Доехали в метро до станции «Ленино», а оттуда на электричке — в Щербинку.
Когда электричка подходила к станции, мы увидели слева на длинной бетонной стене надпись огромными черными буквами «Саша Фидель жив!». И я вспомнил о том, что весной, когда был в Москве в командировке, читал в еженедельнике «Коммерсантъ» об убийстве трех капитанов МУРа, которых замочила банда Фиделя. Такое случилось впервые с 1945 года, чтоб разом убили несколько офицеров угрозыска. Да еще довольно небрежно закопали на свалке. МВД бросило туда большие силы, и банду разгромили. Фидель попытался бросить в милиционеров гранату, но сам на ней подорвался. Его поклонники и начертали на стене у станции: «Саша Фидель жив!» Эта надпись держалась года три-четыре, потом ее стерли.
Мы направились к дому, где нам предстояло жить. Мимо бежали люди с ведрами и канистрами, кто-то крикнул: «Хватай ведро или канистру и дуй на станцию! Состав со спиртом раскупорили!» Между Щербинкой и Бутово застрял железнодорожный состав с метиловым спиртом, пломбы на одной из цистерн оказались сорваны. За несколько дней Щербинка выпила «мутиловку», и не было ни одного обращения в больницу, ни внеочередных похорон.

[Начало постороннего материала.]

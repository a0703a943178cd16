//! Transmit queue manager: three queues, a window of four, go-back-N.
//!
//! Outbound packets flow through three ordered queues:
//!
//! ```text
//!              enqueue()
//!                  │
//!       ┌──────────┴──────────┐
//!       ▼                     ▼
//!  [ unreliable ]      [ reliable pending ]
//!       │                     │  window slot free (< 4 in flight)
//!       │                     ▼
//!       │              [ unacknowledged ]──ack culling──▶ discarded
//!       │                     │  ▲
//!       ▼                     │  └── timeout: whole window moves back to
//!     frame ◀─────────────────┘      the head of reliable pending and
//!                                    tx_seq rewinds (go back N)
//! ```
//!
//! Dequeue priority is strict: unreliable traffic first (it never occupies a
//! window slot), then window admission from the reliable queue, then a
//! standalone acknowledgment frame when one is owed and nothing else was
//! available to carry it.  Every built frame piggybacks the current
//! acknowledgment number.
//!
//! This module only manages state and builds frame images; all transport I/O
//! and timer scheduling are the caller's responsibility.

use std::collections::VecDeque;

use crate::header::FrameHeader;
use crate::packet::{Packet, PacketType};
use crate::slip::{self, DELIMITER};

/// Maximum number of reliable frames awaiting acknowledgment at once.
pub const TX_WINDOW: usize = 4;

// ---------------------------------------------------------------------------
// Frame building
// ---------------------------------------------------------------------------

/// Assemble the full wire image of one frame: delimiter, escaped header and
/// payload, delimiter.
pub fn build_frame(packet: &Packet, seq: u8, ack: u8, reliable: bool) -> Vec<u8> {
    let header = FrameHeader {
        seq,
        ack,
        crc: false,
        reliable,
        packet_type: packet.ptype.code(),
        len: packet.payload.len() as u16,
    };

    let mut bytes = Vec::with_capacity(packet.payload.len() + 8);
    bytes.push(DELIMITER);
    for b in header.encode() {
        slip::escape_into(b, &mut bytes);
    }
    for &b in &packet.payload {
        slip::escape_into(b, &mut bytes);
    }
    bytes.push(DELIMITER);
    bytes
}

/// A frame ready to hand to the transport.
#[derive(Debug)]
pub struct OutFrame {
    /// Complete wire image, delimiters included.
    pub bytes: Vec<u8>,
    /// The frame entered the window: the retransmission deadline must be
    /// armed if it is not already.
    pub reliable: bool,
}

// ---------------------------------------------------------------------------
// TxQueues
// ---------------------------------------------------------------------------

/// Transmit-side state for one link.
#[derive(Debug)]
pub struct TxQueues {
    /// Best-effort packets, sent at most once.
    unrel: VecDeque<Packet>,
    /// Reliable packets waiting for a window slot.
    rel: VecDeque<Packet>,
    /// Reliable packets transmitted and awaiting acknowledgment, in
    /// transmission order (front = oldest).
    unack: VecDeque<Packet>,
    /// Sequence number the next transmitted reliable frame will carry.
    tx_seq: u8,
    /// Last acknowledgment number received from the peer.
    rx_ack: u8,
}

impl Default for TxQueues {
    fn default() -> Self {
        Self::new()
    }
}

impl TxQueues {
    pub fn new() -> Self {
        Self {
            unrel: VecDeque::new(),
            rel: VecDeque::new(),
            unack: VecDeque::new(),
            tx_seq: 0,
            rx_ack: 0,
        }
    }

    /// Route an outbound client packet to its queue.
    ///
    /// Command and ACL data are reliable; SCO data is best-effort.  Any other
    /// type has no outbound path for clients and is dropped.
    pub fn enqueue(&mut self, packet: Packet) {
        match packet.ptype {
            PacketType::Command | PacketType::AclData => self.rel.push_back(packet),
            PacketType::ScoData => self.unrel.push_back(packet),
            other => {
                log::warn!("[tx] dropping packet with unsendable type {other:?}");
            }
        }
    }

    /// Queue a link-control payload for transmission (handshake path).
    pub fn push_link_control(&mut self, payload: &[u8]) {
        self.unrel
            .push_back(Packet::new(PacketType::LinkControl, payload.to_vec()));
    }

    /// Decide the next frame to transmit, if any.
    ///
    /// `ack` is the acknowledgment number to advertise (the receive machine's
    /// expected sequence number); `ack_owed` requests a standalone
    /// acknowledgment frame when no data frame is available to carry it.
    /// Every returned frame piggybacks `ack`, so the caller clears its
    /// pending-ack flag whenever this returns `Some`.
    pub fn dequeue(&mut self, ack: u8, ack_owed: bool) -> Option<OutFrame> {
        if let Some(packet) = self.unrel.pop_front() {
            let bytes = build_frame(&packet, 0, ack, false);
            return Some(OutFrame {
                bytes,
                reliable: false,
            });
        }

        if self.unack.len() < TX_WINDOW {
            if let Some(packet) = self.rel.pop_front() {
                let bytes = build_frame(&packet, self.tx_seq, ack, true);
                self.tx_seq = (self.tx_seq + 1) & 0x07;
                self.unack.push_back(packet);
                return Some(OutFrame {
                    bytes,
                    reliable: true,
                });
            }
        }

        if ack_owed {
            let bytes = build_frame(&Packet::new(PacketType::Ack, Vec::new()), 0, ack, false);
            return Some(OutFrame {
                bytes,
                reliable: false,
            });
        }

        None
    }

    /// Process the acknowledgment number carried by an inbound frame.
    ///
    /// `ack` names the next sequence number the peer expects: every window
    /// entry with an earlier sequence number is durably delivered and leaves
    /// the queue.  Returns the number of entries culled.
    ///
    /// An acknowledgment that aligns with no window boundary is a protocol
    /// violation; it is logged and the computed cull (nothing, in that case)
    /// is applied, so the next aligned acknowledgment is trusted fully.
    pub fn on_ack(&mut self, ack: u8) -> usize {
        self.rx_ack = ack;

        // Walk backwards from tx_seq over the window: the entries hold
        // sequence numbers tx_seq - len .. tx_seq - 1 (mod 8).
        let mut to_remove = self.unack.len();
        let mut seq = self.tx_seq;
        while to_remove > 0 {
            if ack == seq {
                break;
            }
            seq = seq.wrapping_sub(1) & 0x07;
            to_remove -= 1;
        }

        if ack != seq {
            log::warn!(
                "[tx] peer acked unknown sequence number {ack} ({} frames in flight, next seq {})",
                self.unack.len(),
                self.tx_seq
            );
        }

        for _ in 0..to_remove {
            self.unack.pop_front();
        }
        to_remove
    }

    /// Retransmission deadline expired: move the whole unacknowledged window
    /// back to the front of the reliable queue, in original send order, and
    /// rewind `tx_seq` so retransmitted frames reuse their sequence numbers
    /// (go-back-N).  Returns the number of requeued packets.
    pub fn on_timeout(&mut self) -> usize {
        let requeued = self.unack.len();
        while let Some(packet) = self.unack.pop_back() {
            self.tx_seq = self.tx_seq.wrapping_sub(1) & 0x07;
            self.rel.push_front(packet);
        }
        requeued
    }

    /// `true` while any transmitted reliable frame awaits acknowledgment.
    pub fn has_unacked(&self) -> bool {
        !self.unack.is_empty()
    }

    /// Number of frames currently occupying window slots.
    pub fn in_flight(&self) -> usize {
        self.unack.len()
    }

    /// Number of packets queued but not yet transmitted.
    pub fn queued(&self) -> usize {
        self.unrel.len() + self.rel.len()
    }

    /// Drain and discard everything and zero the counters.  Used at link
    /// close and on a peer-initiated reset.
    pub fn reset(&mut self) {
        self.unrel.clear();
        self.rel.clear();
        self.unack.clear();
        self.tx_seq = 0;
        self.rx_ack = 0;
    }
}

// ---------------------------------------------------------------------------
// Unit tests
// ---------------------------------------------------------------------------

Поговорив с хозяевами квартиры, мы съездили в Енакиево, куда давно перебрались мои родители с дочерью и внуком. Отец был молчалив, мрачен, хотя еще недавно писал восторженные письма об украинских магазинах, заваленных продуктами. Оттуда через Москву поехали в Касимов, где и прожили до августа, дожидаясь телеграммы из Могилева (обмен был тройным: Щербинка — Могилев — Калининград).